Archer R P, Fontaine J, McCrae R R
Department of Psychiatry, Eastern Virginia Medical School, USA.
J Pers Assess. 1998 Feb;70(1):87-102. doi: 10.1207/s15327752jpa7001_6.
Many clinicians have come to rely on the broad array of validity scales available on the MMPI and the MMPI-2. In this study, we evaluated the utility of 2 MMPI-2 validity scales, the K scale and VRIN scale, in a sample of 692 psychiatric inpatients. Specifically, the effects of the K-correction procedure and the exclusion of protocols based on VRIN scale elevations were examined on the relation between MMPI-2 basic clinical scales and external criteria including both self-report and clinician ratings of psychopathology. Results indicated that the K-correction procedure commonly used with the MMPI and MMPI-2 did not result in higher correlations with external criteria in comparison to non-K-corrected scores. In contrast, MMPI-2 protocols that produced VRIN T-score values > or = 80 generally produced lower correlations with patients self-reports and clinician ratings of psychopathology in comparison to protocols judged to be valid based on VRIN scale results.
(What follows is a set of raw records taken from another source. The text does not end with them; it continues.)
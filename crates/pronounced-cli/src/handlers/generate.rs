//! Generate command handler.

use anyhow::Result;

use crate::bootstrap::CliContext;

/// Print a generated example sentence without saving anything.
pub async fn execute(ctx: &CliContext, word: &str) -> Result<()> {
    let sentence = ctx.app().sentences().generate(word).await?;
    println!("{sentence}");
    Ok(())
}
许多临床医生已经开始依赖明尼苏达多相人格测验(MMPI)和明尼苏达多相人格测验第二版(MMPI - 2)中可用的一系列效度量表。在本研究中,我们在692名精神科住院患者样本中评估了MMPI - 2的两个效度量表,即K量表和VRIN量表的效用。具体而言,研究了K校正程序以及基于VRIN量表升高排除测验记录对MMPI - 2基本临床量表与外部标准(包括精神病理学的自我报告和临床医生评分)之间关系的影响。结果表明,与未进行K校正的分数相比,MMPI和MMPI - 2常用的K校正程序并未导致与外部标准的相关性更高。相反,与基于VRIN量表结果判断为有效的测验记录相比,VRIN T分数值≥80的MMPI - 2测验记录通常与患者的自我报告和临床医生对精神病理学的评分相关性较低。